Aim of the task >> What's needed is a full, exact retyping of the records.

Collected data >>

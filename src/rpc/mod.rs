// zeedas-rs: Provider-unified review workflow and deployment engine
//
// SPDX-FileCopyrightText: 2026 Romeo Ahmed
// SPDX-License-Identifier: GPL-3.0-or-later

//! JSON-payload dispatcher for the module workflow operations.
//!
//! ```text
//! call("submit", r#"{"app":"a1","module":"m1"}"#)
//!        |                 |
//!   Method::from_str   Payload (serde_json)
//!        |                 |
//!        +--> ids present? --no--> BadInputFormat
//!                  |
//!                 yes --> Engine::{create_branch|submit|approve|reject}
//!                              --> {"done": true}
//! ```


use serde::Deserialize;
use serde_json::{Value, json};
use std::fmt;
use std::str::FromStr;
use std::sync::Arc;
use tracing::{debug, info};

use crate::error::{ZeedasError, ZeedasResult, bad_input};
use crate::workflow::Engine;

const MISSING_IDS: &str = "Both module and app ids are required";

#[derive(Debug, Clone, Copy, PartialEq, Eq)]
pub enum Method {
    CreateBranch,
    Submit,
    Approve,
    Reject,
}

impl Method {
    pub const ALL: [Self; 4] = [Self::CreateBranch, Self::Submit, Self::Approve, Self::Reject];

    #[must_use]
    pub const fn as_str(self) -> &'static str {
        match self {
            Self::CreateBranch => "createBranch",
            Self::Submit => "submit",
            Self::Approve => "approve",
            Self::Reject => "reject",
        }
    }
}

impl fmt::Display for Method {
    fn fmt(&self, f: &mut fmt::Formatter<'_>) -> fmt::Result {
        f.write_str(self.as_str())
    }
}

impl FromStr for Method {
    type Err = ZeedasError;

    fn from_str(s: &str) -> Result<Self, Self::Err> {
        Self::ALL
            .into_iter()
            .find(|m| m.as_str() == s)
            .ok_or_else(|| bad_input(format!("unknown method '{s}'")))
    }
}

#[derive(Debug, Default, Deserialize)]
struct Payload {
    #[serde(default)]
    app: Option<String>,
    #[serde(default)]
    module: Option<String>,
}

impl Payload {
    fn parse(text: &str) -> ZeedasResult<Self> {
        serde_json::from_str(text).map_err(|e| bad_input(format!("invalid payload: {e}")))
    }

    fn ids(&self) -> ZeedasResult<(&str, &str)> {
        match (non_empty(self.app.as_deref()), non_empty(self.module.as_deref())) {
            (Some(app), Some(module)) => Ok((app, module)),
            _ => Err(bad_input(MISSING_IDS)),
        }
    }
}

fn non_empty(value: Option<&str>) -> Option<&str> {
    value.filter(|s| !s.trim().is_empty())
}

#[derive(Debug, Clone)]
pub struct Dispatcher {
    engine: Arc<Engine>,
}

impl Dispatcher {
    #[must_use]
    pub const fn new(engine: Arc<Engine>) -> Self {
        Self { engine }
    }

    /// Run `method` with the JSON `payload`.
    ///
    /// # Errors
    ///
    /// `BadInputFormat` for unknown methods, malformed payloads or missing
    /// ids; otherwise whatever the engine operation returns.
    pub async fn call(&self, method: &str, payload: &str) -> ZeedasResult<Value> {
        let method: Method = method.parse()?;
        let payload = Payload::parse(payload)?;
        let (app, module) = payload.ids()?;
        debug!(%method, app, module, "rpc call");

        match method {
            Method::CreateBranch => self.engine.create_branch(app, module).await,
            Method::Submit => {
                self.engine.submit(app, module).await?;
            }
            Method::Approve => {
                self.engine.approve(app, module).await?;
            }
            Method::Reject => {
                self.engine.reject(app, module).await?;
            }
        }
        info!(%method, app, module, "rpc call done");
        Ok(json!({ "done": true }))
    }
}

Written solution >>
filename src/rpc/mod.rs
// zeedas-rs: Provider-unified review workflow and deployment engine
//
// SPDX-FileCopyrightText: 2026 Romeo Ahmed
// SPDX-License-Identifier: GPL-3.0-or-later

//! JSON-payload dispatcher for the module workflow operations.
//!
//! ```text
//! call("submit", r#"{"app":"a1","module":"m1"}"#)
//!        |                 |
//!   Method::from_str   Payload (serde_json)
//!        |                 |
//!        +--> ids present? --no--> BadInputFormat
//!                  |
//!                 yes --> Engine::{create_branch|submit|approve|reject}
//!                              --> {"done": true}
//! ```


use serde::Deserialize;
use serde_json::{Value, json};
use std::fmt;
use std::str::FromStr;
use std::sync::Arc;
use tracing::{debug, info};

use crate::error::{ZeedasError, ZeedasResult, bad_input};
use crate::workflow::Engine;

const MISSING_IDS: &str = "Both module and app ids are required";

#[derive(Debug, Clone, Copy, PartialEq, Eq)]
pub enum Method {
    CreateBranch,
    Submit,
    Approve,
    Reject,
}

impl Method {
    pub const ALL: [Self; 4] = [Self::CreateBranch, Self::Submit, Self::Approve, Self::Reject];

    #[must_use]
    pub const fn as_str(self) -> &'static str {
        match self {
            Self::CreateBranch => "createBranch",
            Self::Submit => "submit",
            Self::Approve => "approve",
            Self::Reject => "reject",
        }
    }
}

impl fmt::Display for Method {
    fn fmt(&self, f: &mut fmt::Formatter<'_>) -> fmt::Result {
        f.write_str(self.as_str())
    }
}

impl FromStr for Method {
    type Err = ZeedasError;

    fn from_str(s: &str) -> Result<Self, Self::Err> {
        Self::ALL
            .into_iter()
            .find(|m| m.as_str() == s)
            .ok_or_else(|| bad_input(format!("unknown method '{s}'")))
    }
}

#[derive(Debug, Default, Deserialize)]
struct Payload {
    #[serde(default)]
    app: Option<String>,
    #[serde(default)]
    module: Option<String>,
}

impl Payload {
    fn parse(text: &str) -> ZeedasResult<Self> {
        serde_json::from_str(text).map_err(|e| bad_input(format!("invalid payload: {e}")))
    }

    fn ids(&self) -> ZeedasResult<(&str, &str)> {
        match (non_empty(self.app.as_deref()), non_empty(self.module.as_deref())) {
            (Some(app), Some(module)) => Ok((app, module)),
            _ => Err(bad_input(MISSING_IDS)),
        }
    }
}

fn non_empty(value: Option<&str>) -> Option<&str> {
    value.filter(|s| !s.trim().is_empty())
}

#[derive(Debug, Clone)]
pub struct Dispatcher {
    engine: Arc<Engine>,
}

impl Dispatcher {
    #[must_use]
    pub const fn new(engine: Arc<Engine>) -> Self {
        Self { engine }
    }

    /// Run `method` with the JSON `payload`.
    ///
    /// # Errors
    ///
    /// `BadInputFormat` for unknown methods, malformed payloads or missing
    /// ids; otherwise whatever the engine operation returns.
    pub async fn call(&self, method: &str, payload: &str) -> ZeedasResult<Value> {
        let method: Method = method.parse()?;
        let payload = Payload::parse(payload)?;
        let (app, module) = payload.ids()?;
        debug!(%method, app, module, "rpc call");

        match method {
            Method::CreateBranch => self.engine.create_branch(app, module).await,
            Method::Submit => {
                self.engine.submit(app, module).await?;
            }
            Method::Approve => {
                self.engine.approve(app, module).await?;
            }
            Method::Reject => {
                self.engine.reject(app, module).await?;
            }
        }
        info!(%method, app, module, "rpc call done");
        Ok(json!({ "done": true }))
    }
}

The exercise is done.